Stan stared. It had been years since he'd seen him in anything other than a photograph. An image from the past suddenly here in the all-too-pressing present. He looked shaken. Well, of course. He probably hadn't expected his estranged brother jumping on his back and threatening him with a pistol.

But...

A man doesn't just wander deep into cartel-controlled territory for no reason. You don't just run into your twin brother on the other side of the world by accident.

“You came looking for me.” Stan said softly. “...Didn't you?”

Ford looked back at Stan, something huge and sad and unreadable in his face. Very suddenly, he reached forward and pulled Stan into a tight embrace.

“I'm so sorry, Stanley.” he whispered.

Stan nearly yelped, a suicidally dangerous thing to do given their situation. He wiggled uncomfortably, pushing his way out of his brother's arms.

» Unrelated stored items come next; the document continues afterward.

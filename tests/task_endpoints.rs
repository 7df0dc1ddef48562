//! Integration tests for the task endpoints.

mod common;

use axum::Router;
use axum::http::{Method, StatusCode};
use rstest::{fixture, rstest};
use serde_json::{Value, json};

use common::{
    TestResponse, assert_field_error, delete, get, patch_json, post_json, seeded_app, send_raw,
};

#[fixture]
fn app() -> Router {
    seeded_app()
}

async fn create(app: &Router, body: Value) -> TestResponse {
    let response = post_json(app, "/api/tasks", &body).await;
    assert_eq!(response.status, StatusCode::CREATED, "body: {}", response.body);
    response
}

// =============================================================================
// POST /api/tasks
// =============================================================================

#[rstest]
#[tokio::test]
async fn test_create_task_resolves_context(app: Router) {
    let response = create(
        &app,
        json!({ "name": "Buy milk", "description": "2% milk", "contextId": 1 }),
    )
    .await;

    assert_eq!(
        response.body,
        json!({
            "id": 1,
            "name": "Buy milk",
            "description": "2% milk",
            "comments": null,
            "contextId": 1,
            "context": { "id": 1, "name": "Work", "color": "#3b82f6" },
        })
    );
}

#[rstest]
#[tokio::test]
async fn test_create_task_without_context_omits_it(app: Router) {
    let response = create(&app, json!({ "name": "Stretch", "description": "10 min" })).await;

    assert_eq!(response.body["contextId"], Value::Null);
    assert!(response.body.get("context").is_none());
}

#[rstest]
#[tokio::test]
async fn test_create_task_with_unknown_context_keeps_id(app: Router) {
    let response = create(
        &app,
        json!({ "name": "Orphan", "description": "d", "contextId": 42 }),
    )
    .await;

    assert_eq!(response.body["contextId"], 42);
    assert!(response.body.get("context").is_none());
}

#[rstest]
#[tokio::test]
async fn test_create_task_ids_increase(app: Router) {
    let first = create(&app, json!({ "name": "a", "description": "d" })).await;
    let second = create(&app, json!({ "name": "b", "description": "d" })).await;

    assert_eq!(first.body["id"], 1);
    assert_eq!(second.body["id"], 2);
}

#[rstest]
#[case(json!({ "description": "d" }), "name", "Item name is required")]
#[case(json!({ "name": "", "description": "d" }), "name", "Item name is required")]
#[case(json!({ "name": "x".repeat(51), "description": "d" }), "name", "Item name cannot exceed 50 characters")]
#[case(json!({ "name": "n" }), "description", "Description is required")]
#[case(json!({ "name": "n", "description": "x".repeat(201) }), "description", "Description cannot exceed 200 characters")]
#[case(json!({ "name": "n", "description": "d", "comments": "x".repeat(1001) }), "comments", "Comments cannot exceed 1000 characters")]
#[tokio::test]
async fn test_create_task_validation(
    app: Router,
    #[case] body: Value,
    #[case] field: &str,
    #[case] message: &str,
) {
    let response = post_json(&app, "/api/tasks", &body).await;

    assert_eq!(response.status, StatusCode::BAD_REQUEST);
    assert_field_error(&response.body, field, message);

    let listed = get(&app, "/api/tasks").await;
    assert_eq!(listed.body, json!([]));
}

#[rstest]
#[tokio::test]
async fn test_create_task_reports_every_violation(app: Router) {
    let response = post_json(&app, "/api/tasks", &json!({})).await;

    assert_eq!(response.status, StatusCode::BAD_REQUEST);
    assert_field_error(&response.body, "name", "Item name is required");
    assert_field_error(&response.body, "description", "Description is required");
}

#[rstest]
#[tokio::test]
async fn test_create_task_length_limits_are_inclusive(app: Router) {
    let response = create(
        &app,
        json!({
            "name": "é".repeat(50),
            "description": "x".repeat(200),
            "comments": "x".repeat(1000),
        }),
    )
    .await;

    assert_eq!(response.body["name"].as_str().map(|name| name.chars().count()), Some(50));
}

#[rstest]
#[case(json!({ "name": "n", "description": "d", "contextId": "one" }))]
#[case(json!({ "name": 5, "description": "d" }))]
#[tokio::test]
async fn test_create_task_wrong_types_are_rejected(app: Router, #[case] body: Value) {
    let response = post_json(&app, "/api/tasks", &body).await;

    assert_eq!(response.status, StatusCode::BAD_REQUEST);
    assert_eq!(response.body["code"], "VALIDATION_ERROR");
}

#[rstest]
#[tokio::test]
async fn test_create_task_malformed_json(app: Router) {
    let response = send_raw(
        &app,
        Method::POST,
        "/api/tasks",
        Some("application/json"),
        "{not json",
    )
    .await;

    assert_eq!(response.status, StatusCode::BAD_REQUEST);
}

#[rstest]
#[tokio::test]
async fn test_create_task_without_content_type(app: Router) {
    let response = send_raw(
        &app,
        Method::POST,
        "/api/tasks",
        None,
        r#"{"name":"n","description":"d"}"#,
    )
    .await;

    assert_eq!(response.status, StatusCode::UNSUPPORTED_MEDIA_TYPE);
}

#[rstest]
#[tokio::test]
async fn test_create_task_oversized_body_is_payload_too_large(app: Router) {
    let body = json!({
        "name": "n",
        "description": "d",
        "comments": "x".repeat(3 * 1024 * 1024),
    });

    let response = post_json(&app, "/api/tasks", &body).await;

    assert_eq!(response.status, StatusCode::PAYLOAD_TOO_LARGE);
    assert_eq!(response.body["code"], "INVALID_BODY");

    let listed = get(&app, "/api/tasks").await;
    assert_eq!(listed.body, json!([]));
}

// =============================================================================
// GET /api/tasks, GET /api/tasks/{id}
// =============================================================================

#[rstest]
#[tokio::test]
async fn test_list_tasks_includes_contexts(app: Router) {
    create(&app, json!({ "name": "a", "description": "d", "contextId": 2 })).await;
    create(&app, json!({ "name": "b", "description": "d" })).await;

    let response = get(&app, "/api/tasks").await;

    assert_eq!(response.status, StatusCode::OK);
    let tasks = response.body.as_array().unwrap();
    assert_eq!(tasks.len(), 2);
    assert_eq!(tasks[0]["context"]["name"], "Personal");
    assert!(tasks[1].get("context").is_none());
}

#[rstest]
#[tokio::test]
async fn test_get_task_returns_created_record(app: Router) {
    let created = create(
        &app,
        json!({ "name": "Read", "description": "chapter 3", "comments": "slowly", "contextId": 3 }),
    )
    .await;

    let response = get(&app, "/api/tasks/1").await;

    assert_eq!(response.status, StatusCode::OK);
    assert_eq!(response.body, created.body);
}

#[rstest]
#[case("abc")]
#[case("1.5")]
#[case("-1")]
#[tokio::test]
async fn test_get_task_invalid_id(app: Router, #[case] id: &str) {
    let response = get(&app, &format!("/api/tasks/{id}")).await;

    assert_eq!(response.status, StatusCode::BAD_REQUEST);
    assert_eq!(response.body["code"], "INVALID_ID");
    assert_eq!(response.body["message"], "Invalid task ID");
}

#[rstest]
#[tokio::test]
async fn test_get_task_not_found(app: Router) {
    let response = get(&app, "/api/tasks/7").await;

    assert_eq!(response.status, StatusCode::NOT_FOUND);
    assert_eq!(response.body["code"], "NOT_FOUND");
    assert_eq!(response.body["message"], "Task not found");
}

// =============================================================================
// PATCH /api/tasks/{id}
// =============================================================================

#[rstest]
#[tokio::test]
async fn test_update_task_changes_only_given_fields(app: Router) {
    create(
        &app,
        json!({ "name": "Read", "description": "chapter 3", "comments": "slowly", "contextId": 3 }),
    )
    .await;

    let response = patch_json(&app, "/api/tasks/1", &json!({ "name": "Re-read" })).await;

    assert_eq!(response.status, StatusCode::OK);
    assert_eq!(
        response.body,
        json!({
            "id": 1,
            "name": "Re-read",
            "description": "chapter 3",
            "comments": "slowly",
            "contextId": 3,
            "context": { "id": 3, "name": "Learning", "color": "#f59e0b" },
        })
    );

    let fetched = get(&app, "/api/tasks/1").await;
    assert_eq!(fetched.body, response.body);
}

#[rstest]
#[tokio::test]
async fn test_update_task_moves_context(app: Router) {
    create(&app, json!({ "name": "Run", "description": "5k", "contextId": 2 })).await;

    let response = patch_json(&app, "/api/tasks/1", &json!({ "contextId": 4 })).await;

    assert_eq!(response.body["contextId"], 4);
    assert_eq!(response.body["context"]["name"], "Health");
}

#[rstest]
#[tokio::test]
async fn test_update_task_null_clears_optional_fields(app: Router) {
    create(
        &app,
        json!({ "name": "Run", "description": "5k", "comments": "easy pace", "contextId": 4 }),
    )
    .await;

    let response = patch_json(
        &app,
        "/api/tasks/1",
        &json!({ "comments": null, "contextId": null }),
    )
    .await;

    assert_eq!(response.status, StatusCode::OK);
    assert_eq!(response.body["comments"], Value::Null);
    assert_eq!(response.body["contextId"], Value::Null);
    assert!(response.body.get("context").is_none());
    assert_eq!(response.body["name"], "Run");
}

#[rstest]
#[tokio::test]
async fn test_update_task_empty_body_is_noop(app: Router) {
    let created = create(&app, json!({ "name": "Run", "description": "5k" })).await;

    let response = patch_json(&app, "/api/tasks/1", &json!({})).await;

    assert_eq!(response.status, StatusCode::OK);
    assert_eq!(response.body, created.body);
}

#[rstest]
#[case(json!({ "name": "" }), "name", "Item name is required")]
#[case(json!({ "name": null }), "name", "Item name is required")]
#[case(json!({ "description": null }), "description", "Description is required")]
#[case(json!({ "description": "x".repeat(201) }), "description", "Description cannot exceed 200 characters")]
#[case(json!({ "comments": "x".repeat(1001) }), "comments", "Comments cannot exceed 1000 characters")]
#[tokio::test]
async fn test_update_task_validation(
    app: Router,
    #[case] body: Value,
    #[case] field: &str,
    #[case] message: &str,
) {
    let created = create(&app, json!({ "name": "Run", "description": "5k" })).await;

    let response = patch_json(&app, "/api/tasks/1", &body).await;

    assert_eq!(response.status, StatusCode::BAD_REQUEST);
    assert_field_error(&response.body, field, message);

    let fetched = get(&app, "/api/tasks/1").await;
    assert_eq!(fetched.body, created.body);
}

#[rstest]
#[tokio::test]
async fn test_update_task_not_found(app: Router) {
    let response = patch_json(&app, "/api/tasks/9", &json!({ "name": "x" })).await;

    assert_eq!(response.status, StatusCode::NOT_FOUND);
    assert_eq!(response.body["message"], "Task not found");
}

#[rstest]
#[tokio::test]
async fn test_update_task_invalid_id(app: Router) {
    let response = patch_json(&app, "/api/tasks/abc", &json!({ "name": "x" })).await;

    assert_eq!(response.status, StatusCode::BAD_REQUEST);
    assert_eq!(response.body["message"], "Invalid task ID");
}

#[rstest]
#[tokio::test]
async fn test_update_task_invalid_id_is_reported_before_body_errors(app: Router) {
    let response = send_raw(&app, Method::PATCH, "/api/tasks/abc", None, r#"{"name":"x"}"#).await;

    assert_eq!(response.status, StatusCode::BAD_REQUEST);
    assert_eq!(response.body["code"], "INVALID_ID");
    assert_eq!(response.body["message"], "Invalid task ID");
}

#[rstest]
#[tokio::test]
async fn test_update_task_without_content_type(app: Router) {
    create(&app, json!({ "name": "Run", "description": "5k" })).await;

    let response = send_raw(&app, Method::PATCH, "/api/tasks/1", None, r#"{"name":"x"}"#).await;

    assert_eq!(response.status, StatusCode::UNSUPPORTED_MEDIA_TYPE);
}

// =============================================================================
// DELETE /api/tasks/{id}
// =============================================================================

#[rstest]
#[tokio::test]
async fn test_delete_task_twice(app: Router) {
    create(&app, json!({ "name": "Run", "description": "5k" })).await;

    let first = delete(&app, "/api/tasks/1").await;
    assert_eq!(first.status, StatusCode::NO_CONTENT);
    assert_eq!(first.body, Value::Null);

    let second = delete(&app, "/api/tasks/1").await;
    assert_eq!(second.status, StatusCode::NOT_FOUND);

    let fetched = get(&app, "/api/tasks/1").await;
    assert_eq!(fetched.status, StatusCode::NOT_FOUND);
}

#[rstest]
#[tokio::test]
async fn test_delete_task_invalid_id(app: Router) {
    let response = delete(&app, "/api/tasks/abc").await;

    assert_eq!(response.status, StatusCode::BAD_REQUEST);
    assert_eq!(response.body["code"], "INVALID_ID");
}

#[rstest]
#[tokio::test]
async fn test_deleted_id_is_not_reused(app: Router) {
    create(&app, json!({ "name": "a", "description": "d" })).await;
    delete(&app, "/api/tasks/1").await;

    let next = create(&app, json!({ "name": "b", "description": "d" })).await;

    assert_eq!(next.body["id"], 2);
}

“Yeah, well...you picked just about the worst possible time to come find me.” he whispered. “...Shit. I really did leave a trail here, didn't I? This place isn't safe. C'mon, follow me.”

Stan grabbed Ford's arm and started to pull, but Ford pulled back, digging his heels in and resisting.

“What are you talking about?” Ford asked. “Explain it to me...please. What do you mean, it isn't safe?”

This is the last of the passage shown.